On constate que l’induction de l’activité luciférase dans les surnageants par la bacitracine n’est pas inhibée par la présence d’un inhibiteur de transcription suggérant un rôle post-transcriptionnel de la bacitracine (Figure 33.C). L’addition de CHX, ne diminue pas non plus l’activité luciférase pendant les premières 20 min ce qui suggère que cette sécrétion précoce est indépendante d’une synthèse protéique. Ce résultat suggère que l’augmentation précoce de la luciférase par la bacitracine soit due à un effet de la bacitracine sur la sécrétion de la luciférase. Aux temps plus longs la CHX diminue l’activité luciférase dans les surnageants mais aussi dans les lysats cellulaires et correspond donc à la durée de vie de la luciférase. L’expression de la luciférase intracellulaire n’est pas augmentée par la présence de la bacitracine confirmant que la bacitracine n’induit pas l’expression de la luciférase. La bacitracine est donc probablement un faux positif agissant sur la sécrétion de la luciférase et

98 peut-être des protéines en général. L’outil Metridia Luciférase qui nous permettait de mesurer l’activité luciférase directement dans les surnageants s’est avéré en fait un générateur de faux positif permettant d’identifier des régulateurs de sécrétion de protéines.

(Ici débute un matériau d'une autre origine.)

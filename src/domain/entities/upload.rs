//! File received from a dashboard form.

use axum::body::Bytes;

/// Raster image formats accepted for uploads.
///
/// Uploads are served from the site's own origin, so anything a browser
/// could render as a document (HTML, SVG, XML) is excluded.
#[derive(Debug, Clone, Copy, PartialEq, Eq)]
pub enum ImageFormat {
    Png,
    Jpeg,
    Gif,
    Webp,
    Avif,
}

impl ImageFormat {
    /// Maps a declared MIME type (parameters ignored) to a format.
    pub fn from_content_type(content_type: &str) -> Option<Self> {
        let essence = content_type
            .split(';')
            .next()
            .unwrap_or_default()
            .trim()
            .to_ascii_lowercase();

        match essence.as_str() {
            "image/png" => Some(ImageFormat::Png),
            "image/jpeg" | "image/jpg" => Some(ImageFormat::Jpeg),
            "image/gif" => Some(ImageFormat::Gif),
            "image/webp" => Some(ImageFormat::Webp),
            "image/avif" => Some(ImageFormat::Avif),
            _ => None,
        }
    }

    /// File extension used for the stored object.
    pub fn extension(&self) -> &'static str {
        match self {
            ImageFormat::Png => "png",
            ImageFormat::Jpeg => "jpg",
            ImageFormat::Gif => "gif",
            ImageFormat::Webp => "webp",
            ImageFormat::Avif => "avif",
        }
    }

    /// True when `bytes` start with this format's signature.
    pub fn matches_signature(&self, bytes: &[u8]) -> bool {
        match self {
            ImageFormat::Png => bytes.starts_with(b"\x89PNG\r\n\x1a\n"),
            ImageFormat::Jpeg => bytes.starts_with(&[0xFF, 0xD8, 0xFF]),
            ImageFormat::Gif => bytes.starts_with(b"GIF87a") || bytes.starts_with(b"GIF89a"),
            ImageFormat::Webp => {
                bytes.len() >= 12 && &bytes[..4] == b"RIFF" && &bytes[8..12] == b"WEBP"
            }
            ImageFormat::Avif => {
                bytes.len() >= 12
                    && &bytes[4..8] == b"ftyp"
                    && matches!(&bytes[8..12], b"avif" | b"avis")
            }
        }
    }
}

/// An uploaded file held in memory until it is forwarded to object storage.
#[derive(Debug, Clone)]
pub struct UploadedFile {
    pub file_name: String,
    pub content_type: Option<String>,
    pub bytes: Bytes,
}

impl UploadedFile {
    pub fn new(file_name: impl Into<String>, content_type: Option<String>, bytes: Bytes) -> Self {
        Self {
            file_name: file_name.into(),
            content_type,
            bytes,
        }
    }

    pub fn is_empty(&self) -> bool {
        self.bytes.is_empty()
    }

    /// The image format, when the declared content type is an accepted
    /// image type and the bytes carry that format's signature.
    ///
    /// The client's file name plays no part; a missing content type is
    /// rejected.
    pub fn image_format(&self) -> Option<ImageFormat> {
        self.content_type
            .as_deref()
            .and_then(ImageFormat::from_content_type)
            .filter(|format| format.matches_signature(&self.bytes))
    }
}

#[cfg(test)]
mod tests {
    use super::*;

    const PNG: &[u8] = b"\x89PNG\r\n\x1a\n\0\0\0\rIHDR";

    fn file(name: &str, content_type: Option<&str>, bytes: &'static [u8]) -> UploadedFile {
        UploadedFile::new(
            name,
            content_type.map(str::to_string),
            Bytes::from_static(bytes),
        )
    }

    #[test]
    fn test_accepted_image() {
        assert_eq!(
            file("photo.PNG", Some("image/png"), PNG).image_format(),
            Some(ImageFormat::Png)
        );
        let jpeg = file("me", Some("IMAGE/JPEG; q=1"), b"\xFF\xD8\xFF\xE0\0\x10JFIF");
        assert_eq!(jpeg.image_format(), Some(ImageFormat::Jpeg));
        assert_eq!(
            file("a.gif", Some("image/gif"), b"GIF89a\x01\0").image_format(),
            Some(ImageFormat::Gif)
        );
        assert_eq!(
            file("a.webp", Some("image/webp"), b"RIFF\0\0\0\0WEBPVP8 ").image_format(),
            Some(ImageFormat::Webp)
        );
        assert_eq!(
            file("a.avif", Some("image/avif"), b"\0\0\0\x1cftypavif\0\0").image_format(),
            Some(ImageFormat::Avif)
        );
    }

    #[test]
    fn test_extension_comes_from_format_not_name() {
        let upload = file("evil.html", Some("image/png"), PNG);
        assert_eq!(upload.image_format().map(|f| f.extension()), Some("png"));
    }

    #[test]
    fn test_missing_content_type_rejected() {
        let script = file("x.html", None, b"<script>alert(1)</script>");
        assert!(script.image_format().is_none());
        assert!(file("a.png", None, PNG).image_format().is_none());
    }

    #[test]
    fn test_document_types_rejected() {
        let svg = file("x.svg", Some("image/svg+xml"), b"<svg onload=alert(1)>");
        assert!(svg.image_format().is_none());
        assert!(file("x.html", Some("text/html"), b"<html>").image_format().is_none());
        assert!(file("a.pdf", Some("application/pdf"), b"%PDF-1.7").image_format().is_none());
    }

    #[test]
    fn test_declared_type_must_match_bytes() {
        let html = file("x.png", Some("image/png"), b"<html><script>");
        assert!(html.image_format().is_none());
        assert!(file("x.gif", Some("image/gif"), PNG).image_format().is_none());
    }
}
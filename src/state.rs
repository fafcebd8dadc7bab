//! Shared application state injected into every handler.

use chrono::Duration;
use sqlx::PgPool;
use std::sync::Arc;

use crate::application::services::{
    AuthService, ContentService, DashboardService, ProfileService, ProjectService,
    ShortLinkService,
};
use crate::infrastructure::persistence::{
    PgAuthRepository, PgExperienceRepository, PgProfileRepository, PgProjectRepository,
    PgShortLinkRepository, PgSkillRepository, PgSocialLinkRepository,
};
use crate::infrastructure::storage::ObjectStorage;
use crate::web::session_cookie::SessionCookie;

pub type PgContentService =
    ContentService<PgSkillRepository, PgExperienceRepository, PgSocialLinkRepository>;

/// Session settings taken from [`crate::config::Config`].
#[derive(Debug, Clone)]
pub struct SessionSettings {
    pub secret: String,
    pub ttl: Duration,
    pub cookie_secure: bool,
}

#[derive(Clone)]
pub struct AppState {
    pub short_link_service: Arc<ShortLinkService<PgShortLinkRepository>>,
    pub project_service: Arc<ProjectService<PgProjectRepository>>,
    pub content_service: Arc<PgContentService>,
    pub profile_service: Arc<ProfileService<PgProfileRepository>>,
    pub auth_service: Arc<AuthService<PgAuthRepository>>,
    pub dashboard_service: Arc<DashboardService<PgProjectRepository, PgShortLinkRepository>>,
    pub storage: Arc<dyn ObjectStorage>,
    pub db: Arc<PgPool>,
    pub session_cookie: SessionCookie,
}

impl AppState {
    /// Wires repositories and services over one connection pool.
    pub fn new(pool: Arc<PgPool>, storage: Arc<dyn ObjectStorage>, session: SessionSettings) -> Self {
        let short_links = Arc::new(PgShortLinkRepository::new(pool.clone()));
        let projects = Arc::new(PgProjectRepository::new(pool.clone()));
        let skills = Arc::new(PgSkillRepository::new(pool.clone()));
        let experiences = Arc::new(PgExperienceRepository::new(pool.clone()));
        let social_links = Arc::new(PgSocialLinkRepository::new(pool.clone()));
        let profile = Arc::new(PgProfileRepository::new(pool.clone()));
        let auth = Arc::new(PgAuthRepository::new(pool.clone()));

        Self {
            short_link_service: Arc::new(ShortLinkService::new(short_links.clone())),
            project_service: Arc::new(ProjectService::new(projects.clone(), storage.clone())),
            content_service: Arc::new(ContentService::new(skills, experiences, social_links)),
            profile_service: Arc::new(ProfileService::new(profile, storage.clone())),
            auth_service: Arc::new(AuthService::new(auth, session.secret, session.ttl)),
            dashboard_service: Arc::new(DashboardService::new(projects, short_links)),
            storage,
            db: pool,
            session_cookie: SessionCookie::new(session.cookie_secure),
        }
    }
}
//! Singleton records: the About section and site-wide SEO settings.

use chrono::{DateTime, Utc};
use std::fmt;
use std::str::FromStr;

#[derive(Debug, Clone)]
pub struct About {
    pub bio: String,
    pub image_url: Option<String>,
    pub created_at: DateTime<Utc>,
    pub updated_at: DateTime<Utc>,
}

/// Replacement for the About row.
///
/// `image_url: None` keeps the stored photo.
#[derive(Debug, Clone, PartialEq, Eq)]
pub struct AboutUpdate {
    pub bio: String,
    pub image_url: Option<String>,
}

/// Twitter card type advertised in the page head.
#[derive(Debug, Clone, Copy, PartialEq, Eq)]
pub enum TwitterCard {
    Summary,
    SummaryLargeImage,
}

impl TwitterCard {
    pub fn as_str(&self) -> &'static str {
        match self {
            TwitterCard::Summary => "summary",
            TwitterCard::SummaryLargeImage => "summary_large_image",
        }
    }
}

impl FromStr for TwitterCard {
    type Err = String;

    fn from_str(s: &str) -> Result<Self, Self::Err> {
        match s.trim() {
            "summary" => Ok(TwitterCard::Summary),
            "summary_large_image" => Ok(TwitterCard::SummaryLargeImage),
            other => Err(format!("Unknown Twitter card type: {}", other)),
        }
    }
}

impl fmt::Display for TwitterCard {
    fn fmt(&self, f: &mut fmt::Formatter) -> fmt::Result {
        f.write_str(self.as_str())
    }
}

#[derive(Debug, Clone)]
pub struct SeoSettings {
    pub title: String,
    pub description: String,
    pub keywords: Option<String>,
    pub og_image: Option<String>,
    pub twitter_card: Option<TwitterCard>,
    pub created_at: DateTime<Utc>,
    pub updated_at: DateTime<Utc>,
}

/// Replacement for the SEO row.
///
/// `og_image: None` keeps the stored image; the other optional fields are
/// overwritten.
#[derive(Debug, Clone, PartialEq, Eq)]
pub struct SeoUpdate {
    pub title: String,
    pub description: String,
    pub keywords: Option<String>,
    pub og_image: Option<String>,
    pub twitter_card: Option<TwitterCard>,
}
//! PostgreSQL repository implementations.
//!
//! Concrete implementations of domain repository traits using SQLx with bound
//! parameters and `FromRow` row types.
//!
//! # Repositories
//!
//! - [`PgShortLinkRepository`] - Short links and click counters
//! - [`PgProjectRepository`] - Portfolio projects
//! - [`PgSkillRepository`], [`PgExperienceRepository`], [`PgSocialLinkRepository`] - Portfolio content
//! - [`PgProfileRepository`] - About and SEO singletons
//! - [`PgAuthRepository`] - Admin users and sessions

pub mod pg_auth_repository;
pub mod pg_experience_repository;
pub mod pg_profile_repository;
pub mod pg_project_repository;
pub mod pg_short_link_repository;
pub mod pg_skill_repository;
pub mod pg_social_link_repository;

pub use pg_auth_repository::PgAuthRepository;
pub use pg_experience_repository::PgExperienceRepository;
pub use pg_profile_repository::PgProfileRepository;
pub use pg_project_repository::PgProjectRepository;
pub use pg_short_link_repository::PgShortLinkRepository;
pub use pg_skill_repository::PgSkillRepository;
pub use pg_social_link_repository::PgSocialLinkRepository;
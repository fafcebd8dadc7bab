//! Short link entity mapping a slug to a destination URL.

use chrono::{DateTime, Utc};

/// A short link with its click counter.
///
/// `slug` is stored lowercased and trimmed; it is unique across all links.
#[derive(Debug, Clone)]
pub struct ShortLink {
    pub id: i64,
    pub slug: String,
    pub original_url: String,
    pub clicks: i64,
    pub created_at: DateTime<Utc>,
    pub updated_at: DateTime<Utc>,
}

impl ShortLink {
    /// Path under which the link is served, e.g. `/abc`.
    pub fn path(&self) -> String {
        format!("/{}", self.slug)
    }
}

/// Input data for creating a new short link.
///
/// Values are expected to be normalized already (see
/// [`crate::utils::slug::normalize_slug`]).
#[derive(Debug, Clone, PartialEq, Eq)]
pub struct NewShortLink {
    pub slug: String,
    pub original_url: String,
}
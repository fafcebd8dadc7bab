//! Web layer: the public portfolio and the admin dashboard.
//!
//! Pages are rendered server-side with Askama templates; dashboard forms are
//! submitted by `static/dashboard.js` and answered with JSON.
//!
//! # Modules
//!
//! - [`handlers`] - Page and form action handlers
//! - [`middleware`] - Session gate and session extractors
//! - [`dto`] - Form bodies
//! - [`extract`] - Action extractors with JSON rejections
//! - [`session_cookie`] - Session cookie encoding
//! - [`routes`] - Route configuration

pub mod dto;
pub mod extract;
pub mod handlers;
pub mod middleware;
pub mod routes;
pub mod session_cookie;
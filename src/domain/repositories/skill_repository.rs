//! Repository trait for skills.

use crate::domain::entities::{NewSkill, Skill};
use crate::error::AppError;
use async_trait::async_trait;

#[cfg_attr(test, mockall::automock)]
#[async_trait]
pub trait SkillRepository: Send + Sync {
    async fn create(&self, new_skill: NewSkill) -> Result<Skill, AppError>;

    /// Lists skills ordered by category, then name.
    async fn list(&self) -> Result<Vec<Skill>, AppError>;

    /// Returns `Ok(false)` if no row matched.
    async fn delete(&self, id: i64) -> Result<bool, AppError>;
}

Néanmoins, ce premier criblage nous a permis de conclure quant à la qualité du système développé et aux limites qu’il pouvait proposer, à savoir une sensibilité amoindrie et des effets sur la sécrétion à contrôler. Les hits obtenus lors de criblage étaient en fait des faux positifs, nous faisant conclure que ce système n’était pas adéquat pour un criblage à haut débit, à moins de caractérisations assez lourdes lors du crible secondaire en utilisant des inhibiteurs de traduction et sécrétion afin d’affiner les recherches de candidats potentialisateurs. Nous pourrions cependant proposer un nouveau rôle de la bacitracine, qui semble stimuler les phénomènes sécrétoires de la cellule.